Exactly retype the lines of the material from its first line to the line with "(status = 400, description", including both.

Segment Open

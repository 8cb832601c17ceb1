// SPDX-License-Identifier: AGPL-3.0-or-later
//
// Copyright (C) 2026 Relational Network

use std::sync::Arc;

use crate::{
    auth::{SessionAuthenticator, TokenSigner},
    config::ProxyConfig,
    providers::{PlatformClient, PlatformError},
    tenant::{CredentialResolver, CredentialSource},
};

/// Shared handler state. Immutable after startup.
#[derive(Clone)]
pub struct AppState {
    pub authenticator: Arc<SessionAuthenticator>,
    pub platform: PlatformClient,
}

impl AppState {
    pub fn new(authenticator: SessionAuthenticator, platform: PlatformClient) -> Self {
        Self {
            authenticator: Arc::new(authenticator),
            platform,
        }
    }

    /// Wire the resolver, signer and upstream client from configuration.
    pub fn from_config(
        config: &ProxyConfig,
        credentials: Arc<dyn CredentialSource>,
    ) -> Result<Self, PlatformError> {
        let authenticator = SessionAuthenticator::new(
            CredentialResolver::new(credentials),
            TokenSigner::new(config.signing_secret.as_bytes(), config.session_ttl),
        );
        let platform = PlatformClient::new(&config.upstream_base_url, config.upstream_timeout)?;

        Ok(Self::new(authenticator, platform))
    }
}
// SPDX-License-Identifier: AGPL-3.0-or-later
//
// Copyright (C) 2026 Relational Network

//! One-time-token exchange endpoint.

use axum::{
    extract::{rejection::PathRejection, Path, State},
    Json,
};
use serde_json::{Map, Value};

use crate::{
    auth::{ApiKeyHeader, AuthError},
    state::AppState,
};

/// Stand-in for a path segment that is not valid UTF-8.
const UNDECODABLE_TOKEN: &str = "\u{FFFD}";

/// Redeem a one-time token and receive a session token.
///
/// Returns the upstream one-time-token payload unchanged except for an added
/// `token` field holding the bearer token for subsequent calls.
#[utoipa::path(
    get,
    path = "/xapp/ott/{token}",
    tag = "xApp",
    params(
        ("token" = String, Path, description = "One-time token (UUID v4)"),
        ("x-api-key" = String, Header, description = "Tenant identifier (UUID v4)")
    ),
    responses(
        (status = 200, description = "Upstream payload with an added `token` field"),
        (status = 400, description = "Token missing or upstream error", body = crate::error::ErrorBody),
        (status = 401, description = "Token is not a UUID v4", body = crate::error::ErrorBody),
        (status = 403, description = "Unknown or missing x-api-key", body = crate::error::ErrorBody)
    )
)]
pub async fn exchange_ott(
    State(state): State<AppState>,
    ApiKeyHeader(api_key): ApiKeyHeader,
    token: Result<Path<String>, PathRejection>,
) -> Result<Json<Map<String, Value>>, AuthError> {
    match token {
        Ok(Path(token)) => exchange(&state, api_key.as_deref(), Some(&token)).await,
        // Undecodable segment: keep the api-key check first, then fail the shape check.
        Err(_) => exchange(&state, api_key.as_deref(), Some(UNDECODABLE_TOKEN)).await,
    }
}

/// `/xapp/ott` without a token segment.
pub async fn exchange_missing_ott(
    State(state): State<AppState>,
    ApiKeyHeader(api_key): ApiKeyHeader,
) -> Result<Json<Map<String, Value>>, AuthError> {
    exchange(&state, api_key.as_deref(), None).await
}

async fn exchange(
    state: &AppState,
    api_key: Option<&str>,
    ott: Option<&str>,
) -> Result<Json<Map<String, Value>>, AuthError> {
    state
        .authenticator
        .exchange_one_time_token(&state.platform, api_key, ott)
        .await
        .map(Json)
}
// SPDX-License-Identifier: AGPL-3.0-or-later
//
// Copyright (C) 2026 Relational Network

//! # Authentication Module
//!
//! Session tokens for callers of the proxy.
//!
//! ## Auth Flow
//!
//! 1. The xApp frontend calls `GET /xapp/ott/{token}` with `x-api-key: <tenant>`
//! 2. The proxy:
//!    - resolves the tenant's upstream credentials (403 if unknown)
//!    - validates the one-time token shape
//!    - redeems it upstream with the tenant's `X-API-Key` / `X-API-Secret`
//!    - returns the upstream payload plus a `token` (HS256, 4 h)
//! 3. Subsequent calls send `Authorization: Bearer <token>`
//! 4. The proxy verifies signature and expiry, then re-resolves the `app`
//!    claim against configuration before forwarding
//!
//! ## Security
//!
//! - Tokens carry the tenant identifier only, never upstream secrets
//! - Removing `XAPP_<tenant>` from configuration revokes every token for it
//! - Clock skew tolerance is 60 seconds

pub mod authenticator;
pub mod claims;
pub mod context;
pub mod error;
pub mod extractor;
pub mod token;

pub use authenticator::{strip_bearer_prefix, SessionAuthenticator, TOKEN_FIELD};
pub use claims::SessionClaims;
pub use context::RequestContext;
pub use error::AuthError;
pub use extractor::{ApiKeyHeader, Bearer, API_KEY_HEADER};
pub use token::{TokenError, TokenSigner};
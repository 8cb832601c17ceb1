// SPDX-License-Identifier: AGPL-3.0-or-later
//
// Copyright (C) 2026 Relational Network

//! Credential resolution.

use std::{fmt, sync::Arc};

use super::{directory::CredentialSource, identifier::TenantId};

/// Upstream header carrying the tenant key.
pub const API_KEY_HEADER: &str = "X-API-Key";

/// Upstream header carrying the tenant secret.
pub const API_SECRET_HEADER: &str = "X-API-Secret";

/// The upstream-facing key/secret used to authenticate forwarded calls.
#[derive(Clone, PartialEq, Eq)]
pub struct CredentialPair {
    /// The tenant identifier exactly as supplied (trimmed, case preserved).
    pub key: String,
    pub secret: String,
}

impl CredentialPair {
    /// Header name/value pairs to attach to an upstream request.
    pub fn headers(&self) -> [(&'static str, &str); 2] {
        [
            (API_KEY_HEADER, self.key.as_str()),
            (API_SECRET_HEADER, self.secret.as_str()),
        ]
    }
}

impl fmt::Debug for CredentialPair {
    fn fmt(&self, f: &mut fmt::Formatter<'_>) -> fmt::Result {
        f.debug_struct("CredentialPair")
            .field("key", &self.key)
            .field("secret", &"<redacted>")
            .finish()
    }
}

/// Maps tenant identifiers to [`CredentialPair`]s.
///
/// Pure over its [`CredentialSource`]; cheap to clone.
#[derive(Clone)]
pub struct CredentialResolver {
    source: Arc<dyn CredentialSource>,
}

impl CredentialResolver {
    pub fn new(source: Arc<dyn CredentialSource>) -> Self {
        Self { source }
    }

    /// Resolve a raw identifier. `None` means the caller is unauthorized:
    /// either the identifier is not a UUID v4 or no secret is configured.
    pub fn resolve(&self, identifier: &str) -> Option<CredentialPair> {
        let tenant = TenantId::parse(identifier)?;
        self.resolve_tenant(&tenant)
    }

    pub fn resolve_tenant(&self, tenant: &TenantId) -> Option<CredentialPair> {
        let secret = self.source.secret(tenant)?;
        Some(CredentialPair {
            key: tenant.as_str().to_string(),
            secret: secret.to_string(),
        })
    }
}

impl fmt::Debug for CredentialResolver {
    fn fmt(&self, f: &mut fmt::Formatter<'_>) -> fmt::Result {
        f.debug_struct("CredentialResolver").finish_non_exhaustive()
    }
}
// SPDX-License-Identifier: AGPL-3.0-or-later
//
// Copyright (C) 2026 Relational Network

//! HS256 mint/verify primitives for session tokens.

use std::fmt;

use chrono::{DateTime, Duration, Utc};
use jsonwebtoken::{
    decode, encode, errors::ErrorKind, Algorithm, DecodingKey, EncodingKey, Header, Validation,
};

use super::claims::SessionClaims;
use crate::tenant::TenantId;

/// Clock skew tolerance (60 seconds).
const CLOCK_SKEW_LEEWAY: u64 = 60;

/// Why a token could not be minted or verified.
#[derive(Debug, Clone, PartialEq, Eq, thiserror::Error)]
pub enum TokenError {
    #[error("token has expired")]
    Expired,

    #[error("token signature is invalid")]
    InvalidSignature,

    #[error("token is malformed")]
    Malformed,

    #[error("failed to sign token: {0}")]
    Signing(String),
}

/// Signs and verifies [`SessionClaims`] with the process-wide secret.
pub struct TokenSigner {
    encoding_key: EncodingKey,
    decoding_key: DecodingKey,
    validation: Validation,
    ttl: Duration,
}

impl TokenSigner {
    pub fn new(secret: &[u8], ttl: Duration) -> Self {
        let mut validation = Validation::new(Algorithm::HS256);
        validation.leeway = CLOCK_SKEW_LEEWAY;
        validation.validate_aud = false;
        validation.set_required_spec_claims(&["exp"]);

        Self {
            encoding_key: EncodingKey::from_secret(secret),
            decoding_key: DecodingKey::from_secret(secret),
            validation,
            ttl,
        }
    }

    /// Validity window of minted tokens.
    pub fn ttl(&self) -> Duration {
        self.ttl
    }

    /// Mint a token for `tenant`, valid from now for [`ttl`](Self::ttl).
    pub fn mint(&self, tenant: &TenantId, ott: Option<&str>) -> Result<String, TokenError> {
        self.mint_at(tenant, ott, Utc::now())
    }

    pub fn mint_at(
        &self,
        tenant: &TenantId,
        ott: Option<&str>,
        issued_at: DateTime<Utc>,
    ) -> Result<String, TokenError> {
        let claims = SessionClaims::new(tenant, ott, issued_at, self.ttl)
            .ok_or_else(|| TokenError::Signing("expiry is out of range".to_string()))?;
        self.sign(&claims)
    }

    pub fn sign(&self, claims: &SessionClaims) -> Result<String, TokenError> {
        encode(&Header::new(Algorithm::HS256), claims, &self.encoding_key)
            .map_err(|e| TokenError::Signing(e.to_string()))
    }

    /// Check signature and expiry and return the claims.
    ///
    /// Does not look at the `app` claim; callers re-resolve it.
    pub fn verify(&self, token: &str) -> Result<SessionClaims, TokenError> {
        decode::<SessionClaims>(token, &self.decoding_key, &self.validation)
            .map(|data| data.claims)
            .map_err(|e| match e.kind() {
                ErrorKind::ExpiredSignature => TokenError::Expired,
                ErrorKind::InvalidSignature => TokenError::InvalidSignature,
                _ => TokenError::Malformed,
            })
    }
}

impl fmt::Debug for TokenSigner {
    fn fmt(&self, f: &mut fmt::Formatter<'_>) -> fmt::Result {
        f.debug_struct("TokenSigner")
            .field("ttl", &self.ttl)
            .finish_non_exhaustive()
    }
}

Segment Closed

### REPLY:
repository 8cb832601c17ceb1
// SPDX-License-Identifier: AGPL-3.0-or-later
//
// Copyright (C) 2026 Relational Network

use std::sync::Arc;

use crate::{
    auth::{SessionAuthenticator, TokenSigner},
    config::ProxyConfig,
    providers::{PlatformClient, PlatformError},
    tenant::{CredentialResolver, CredentialSource},
};

/// Shared handler state. Immutable after startup.
#[derive(Clone)]
pub struct AppState {
    pub authenticator: Arc<SessionAuthenticator>,
    pub platform: PlatformClient,
}

impl AppState {
    pub fn new(authenticator: SessionAuthenticator, platform: PlatformClient) -> Self {
        Self {
            authenticator: Arc::new(authenticator),
            platform,
        }
    }

    /// Wire the resolver, signer and upstream client from configuration.
    pub fn from_config(
        config: &ProxyConfig,
        credentials: Arc<dyn CredentialSource>,
    ) -> Result<Self, PlatformError> {
        let authenticator = SessionAuthenticator::new(
            CredentialResolver::new(credentials),
            TokenSigner::new(config.signing_secret.as_bytes(), config.session_ttl),
        );
        let platform = PlatformClient::new(&config.upstream_base_url, config.upstream_timeout)?;

        Ok(Self::new(authenticator, platform))
    }
}
// SPDX-License-Identifier: AGPL-3.0-or-later
//
// Copyright (C) 2026 Relational Network

//! One-time-token exchange endpoint.

use axum::{
    extract::{rejection::PathRejection, Path, State},
    Json,
};
use serde_json::{Map, Value};

use crate::{
    auth::{ApiKeyHeader, AuthError},
    state::AppState,
};

/// Stand-in for a path segment that is not valid UTF-8.
const UNDECODABLE_TOKEN: &str = "\u{FFFD}";

/// Redeem a one-time token and receive a session token.
///
/// Returns the upstream one-time-token payload unchanged except for an added
/// `token` field holding the bearer token for subsequent calls.
#[utoipa::path(
    get,
    path = "/xapp/ott/{token}",
    tag = "xApp",
    params(
        ("token" = String, Path, description = "One-time token (UUID v4)"),
        ("x-api-key" = String, Header, description = "Tenant identifier (UUID v4)")
    ),
    responses(
        (status = 200, description = "Upstream payload with an added `token` field"),
        (status = 400, description = "Token missing or upstream error", body = crate::error::ErrorBody),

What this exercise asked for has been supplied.